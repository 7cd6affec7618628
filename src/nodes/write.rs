//! `FileWriter` node: write text to a file, creating parent directories.

use std::io;
use std::path::Path;

use serde::Serialize;

use crate::context::ServiceContext;
use crate::encoding::TextEncoding;
use crate::error::GatewayError;
use crate::model::{FileInfo, OperationStatus};
use crate::path;

/// Inputs of a file write.
#[derive(Debug, Clone)]
pub struct WriteInput {
    /// Destination file.
    pub file_path: String,
    /// Text to write.
    pub content: String,
    /// Encoding applied to `content`.
    pub encoding: TextEncoding,
    /// Replace an existing file.
    pub overwrite: bool,
}

impl Default for WriteInput {
    fn default() -> Self {
        Self {
            file_path: String::new(),
            content: String::new(),
            encoding: TextEncoding::Utf8,
            overwrite: false,
        }
    }
}

/// Confirmation plus metadata of the written file.
#[derive(Debug, Clone, Serialize)]
pub struct WriteOutput {
    /// Success message.
    pub status: OperationStatus,
    /// Metadata of the file as written.
    pub file_info: FileInfo,
}

/// Writes a file.
///
/// The content is encoded before anything touches the disk, and the file
/// is replaced atomically: readers see either the old or the new content.
///
/// # Errors
///
/// Fails with `EncodeError`, `AlreadyExists` (nothing is written),
/// `IsADirectory`, or `WriteFailed`.
pub fn run(ctx: &ServiceContext, input: &WriteInput) -> Result<WriteOutput, GatewayError> {
    let file = path::resolve(&input.file_path, &ctx.config)?;
    let bytes = input.encoding.encode(&input.content)?;

    check_destination(ctx, &file, input.overwrite)?;
    ensure_parent(ctx, &file)?;
    ctx.fs
        .write_atomic(&file, &bytes, input.overwrite)
        .map_err(|e| GatewayError::from_write(e, &file))?;

    let entry = ctx.fs.stat(&file).map_err(|e| GatewayError::from_read(e, &file))?;
    tracing::info!(path = %file.display(), bytes = bytes.len(), encoding = %input.encoding, "wrote file");

    let status = OperationStatus::ok(format!(
        "Successfully wrote {} characters to {}",
        input.content.chars().count(),
        entry.name
    ));
    Ok(WriteOutput { status, file_info: FileInfo { entry, encoding: input.encoding.into() } })
}

/// Enforces the overwrite contract shared by writes and copies: any
/// existing entry blocks a call without `overwrite`, and a directory is
/// never replaced.
pub(crate) fn check_destination(
    ctx: &ServiceContext,
    dest: &Path,
    overwrite: bool,
) -> Result<(), GatewayError> {
    let existing = match ctx.fs.stat(dest) {
        Ok(meta) => meta,
        // A file in place of an ancestor directory also means nothing is there yet.
        Err(e) if matches!(e.kind(), io::ErrorKind::NotFound | io::ErrorKind::NotADirectory) => {
            return Ok(());
        }
        Err(e) => return Err(GatewayError::from_read(e, dest)),
    };
    if !overwrite {
        return Err(GatewayError::AlreadyExists { path: dest.to_path_buf() });
    }
    if existing.is_dir {
        return Err(GatewayError::IsADirectory { path: dest.to_path_buf() });
    }
    Ok(())
}

/// Creates the missing ancestors of `dest`.
pub(crate) fn ensure_parent(ctx: &ServiceContext, dest: &Path) -> Result<(), GatewayError> {
    let Some(parent) = dest.parent() else {
        return Ok(());
    };
    if ctx.fs.exists(parent) {
        return Ok(());
    }
    tracing::debug!(parent = %parent.display(), "creating parent directories");
    ctx.fs
        .create_dir(parent, true)
        .map_err(|source| GatewayError::WriteFailed { path: parent.to_path_buf(), source })
}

· · · ·

> _WORK ITEM_: Among the entries, find every line holding "crate" and return it.

> _OUTPUT_:
use crate::context::ServiceContext;
use crate::encoding::TextEncoding;
use crate::error::GatewayError;
use crate::model::{FileInfo, OperationStatus};
use crate::path;
pub(crate) fn check_destination(
pub(crate) fn ensure_parent(ctx: &ServiceContext, dest: &Path) -> Result<(), GatewayError> {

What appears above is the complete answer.